After these travels, Simpson returned to Edinburgh, started an obstetric practice, and began teaching privately. His reputation in both areas grew so quickly that in 1835 he was elected president of the Royal Medical Society and his first speech in office attracted both local and international attention. Yet, despite these achievements and his busy practice and teaching duties, Simpson made little money and had no chance for advancement in his situation. So in 1839, when James Hamilton resigned from the chair of midwifery (obstetrics) at the university, Simpson began an intense campaign for the post despite his youth and relative inexperience. Since his bachelor status might be held against him, Simpson quickly married Jessie Grindlay, a distant relative he had known for several years and whose father had helped defray the cost of his university education. Simpson put his new bride to work cataloging more than 700 medical books and pieces of equipment he had purchased to impress the city officials who would choose Hamilton's successor. Despite serious opposition, Simpson's efforts worked. On February 14, 1840, he became "Professor of Medicine and Midwifery and of the Diseases of Women and Children." Although deep in debt from campaigning, Simpson had a prestigious position that would assure his future fame and fortune.
By the time of his death in London on May 6, 1870, Simpson had become a giant figure in the British medical establishment. According to contemporary accounts, more than 30,000 people lined the streets of Edinburgh as his funeral procession passed. Simpson certainly deserved such adulation. He was acclaimed by patients and students as an excellent clinician and teacher. Simpson designed the long obstetric forceps (that still bear his name) to aid in delivery. He introduced iron wire sutures into surgery, as well as acupressure, a method to stop hemorrhage, or bleeding. Simpson was also known as a harsh critic of hospital conditions of his day, and for his professional publications on fetal pathology and medical history. In recognition of his achievements, Simpson was appointed one of the Queen's physicians for Scotland in 1847; and in 1866 Queen Victoria made him a baronet. Yet Simpson's greatest medical achievement was the discovery and promotion of the anesthetic properties of chloroform.

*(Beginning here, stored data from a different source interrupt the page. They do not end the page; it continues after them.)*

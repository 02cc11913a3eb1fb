use cradle_cmd::Command;
use cradle_system::{CpuCount, MemorySize};
use std::path::{Path, PathBuf};

use crate::config::MachineConfig;
use crate::ignition::IGNITION_TAG;

/// MAC address of the guest's only NIC. gvproxy hands out its DHCP lease by MAC.
pub const GUEST_MAC: &str = "5a:94:ef:e4:0c:ee";

/// Command line shared by vfkit and krunkit: both take `--device` specs in the same syntax.
#[derive(Debug)]
pub struct HypervisorCommand {
    command: Command,
}

impl HypervisorCommand {
    pub fn new(binary: &Path) -> Self {
        Self {
            command: Command::new(binary),
        }
    }

    pub fn cpus(&mut self, cpus: CpuCount) -> &mut Self {
        self.command.arg("--cpus").arg(cpus.get().to_string());
        self
    }

    pub fn memory(&mut self, memory: MemorySize) -> &mut Self {
        self.command.arg("--memory").arg(memory.as_mib().to_string());
        self
    }

    pub fn efi_bootloader(&mut self, variable_store: &Path) -> &mut Self {
        self.command.arg("--bootloader").arg(format!(
            "efi,variable-store={},create",
            variable_store.display()
        ));
        self
    }

    fn device(&mut self, spec: String) -> &mut Self {
        self.command.arg("--device").arg(spec);
        self
    }

    pub fn disk(&mut self, path: &Path) -> &mut Self {
        self.device(format!("virtio-blk,path={}", path.display()))
    }

    pub fn rng(&mut self) -> &mut Self {
        self.device("virtio-rng".to_string())
    }

    pub fn network(&mut self, transport: &Path) -> &mut Self {
        self.device(format!(
            "virtio-net,unixSocketPath={},mac={GUEST_MAC}",
            transport.display()
        ))
    }

    pub fn share(&mut self, dir: &Path, tag: &str) -> &mut Self {
        self.device(format!("virtio-fs,sharedDir={},mountTag={tag}", dir.display()))
    }

    pub fn serial_log(&mut self, log: &Path) -> &mut Self {
        self.device(format!("virtio-serial,logFilePath={}", log.display()))
    }

    pub fn rest_socket(&mut self, socket: &Path) -> &mut Self {
        self.command
            .arg("--restful-uri")
            .arg(format!("unix://{}", socket.display()));
        self
    }

    /// Disks, network, mounts and the ignition share for `config`.
    pub fn machine_devices(&mut self, config: &MachineConfig) -> &mut Self {
        self.cpus(config.resources.cpus)
            .memory(config.resources.memory)
            .disk(&config.bootable.path)
            .disk(&config.data_disk.path)
            .rng()
            .network(&config.network.transport_socket);
        for mount in &config.mounts {
            self.share(&mount.source, &mount.tag);
        }
        self.share(&config.ignition.dir, IGNITION_TAG);
        if let Some(log) = &config.hypervisor.log_file {
            self.serial_log(log);
        }
        if let Some(socket) = &config.hypervisor.rest_socket {
            self.rest_socket(socket);
        }
        self
    }

    /// Send the process's own output next to the serial log.
    pub fn stdio_log(&mut self, log: PathBuf) -> &mut Self {
        self.command.log_to(log);
        self
    }

    pub fn into_command(self) -> Command {
        self.command
    }
}
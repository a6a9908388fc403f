//! World Bank indicator loading and in-memory tables for Ecodash.
//!
//! The client fetches indicator series and country metadata once at process
//! startup; the store reshapes them into long-format tables that stay
//! read-only for the process lifetime. Every dashboard interaction is a
//! filter over these tables, never a write.

pub mod client;
pub mod models;
pub mod store;
pub mod table;

pub use client::{RawObservation, WorldBankClient};
pub use store::{DataStore, Selection, SeriesData};
pub use table::IndicatorTable;
//! Configuration management for the Ecodash dashboard

pub mod loader;
pub mod settings;
pub mod validation;

pub use loader::{ConfigError, ConfigLoader};
pub use settings::{
    ChartSettings, Config, ExportConfig, LoggingConfig, ServerConfig, WorldBankConfig,
};
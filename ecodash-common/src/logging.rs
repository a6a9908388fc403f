//! Structured logging infrastructure for Ecodash

use tracing_subscriber::{
    fmt::{self, format::FmtSpan},
    layer::SubscriberExt,
    util::SubscriberInitExt,
    EnvFilter,
};

/// Configuration for the logging system
#[derive(Debug, Clone)]
pub struct LoggingConfig {
    /// Log level filter (e.g., "info", "debug", "trace")
    pub level: String,
    /// Whether to use compact JSON-style formatting
    pub json_format: bool,
    /// Optional file path for log output
    pub file_path: Option<String>,
    /// Whether to include spans in the output
    pub include_spans: bool,
    /// Whether to include target module information
    pub include_targets: bool,
}

impl Default for LoggingConfig {
    fn default() -> Self {
        Self {
            level: "info".to_string(),
            json_format: false,
            file_path: None,
            include_spans: false,
            include_targets: true,
        }
    }
}

/// Initialize the tracing subscriber with the given configuration
pub fn init_logging(config: LoggingConfig) -> Result<(), Box<dyn std::error::Error + Send + Sync>> {
    let env_filter = EnvFilter::try_new(&config.level)
        .or_else(|_| EnvFilter::try_new("info"))
        .unwrap();

    let span_events = if config.include_spans {
        FmtSpan::NEW | FmtSpan::CLOSE
    } else {
        FmtSpan::NONE
    };

    let registry = tracing_subscriber::registry().with(env_filter);

    if config.json_format {
        let layer = fmt::layer()
            .with_span_events(span_events)
            .with_target(config.include_targets)
            .compact();

        if let Some(file_path) = config.file_path {
            let file = std::fs::OpenOptions::new()
                .create(true)
                .append(true)
                .open(file_path)?;
            registry.with(layer.with_ansi(false).with_writer(file)).init();
        } else {
            registry.with(layer).init();
        }
    } else {
        let layer = fmt::layer()
            .with_span_events(span_events)
            .with_target(config.include_targets);

        if let Some(file_path) = config.file_path {
            let file = std::fs::OpenOptions::new()
                .create(true)
                .append(true)
                .open(file_path)?;
            registry.with(layer.with_ansi(false).with_writer(file)).init();
        } else {
            registry.with(layer).init();
        }
    }

    Ok(())
}

/// Initialize logging with default configuration
pub fn init_default_logging() -> Result<(), Box<dyn std::error::Error + Send + Sync>> {
    init_logging(LoggingConfig::default())
}

/// Initialize logging for development (debug level, spans on)
pub fn init_dev_logging() -> Result<(), Box<dyn std::error::Error + Send + Sync>> {
    init_logging(LoggingConfig {
        level: "debug".to_string(),
        include_spans: true,
        ..LoggingConfig::default()
    })
}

Inhalation of gases as a therapy for various diseases had been tried since the 1780s, but not until the early 1840s was the concept successfully used for the relief of surgical pain. In 1842 physician Crawford Long (1815-1878) used ether on a few patients in Georgia, and four years later dentist William Morton (1819-1868) administered ether for surgical patients in Boston. Morton's demonstrations, held at the prestigious Massachusetts General Hospital, introduced inhalation anesthesia to the world; within months, anesthesia with ether was being used in countries all over Europe.
On January 19, 1847—just three months after Morton's efforts in Boston and about a month after ether was first used for surgery in Great Britain—Simpson used ether in an obstetric case. Long, in Georgia, began a similar use at about the same time. By the fall of 1847, Simpson began searching for a better agent. Ether had a disagreeable smell and tended to irritate the lungs of patients. Simpson and several friends experimented with various gases before hitting upon chloroform in early November. Simpson quickly began to support use of this gas instead of ether in obstetrics. His reputation and promotional talents eventually helped overcome opposition to anesthesia generally and to its use in obstetrics.
Chloroform and ether have not been used as human anesthetics since the 1950s; in the past few decades synthetic gases with fewer side effects have replaced the older agents. Yet Simpson's work a century and a half ago legitimized the use of medical interventions to relieve the pain of labor. Millions of women around the world whose labor pains have been eased by various types of anesthesia have benefited from Simpson's groundbreaking efforts.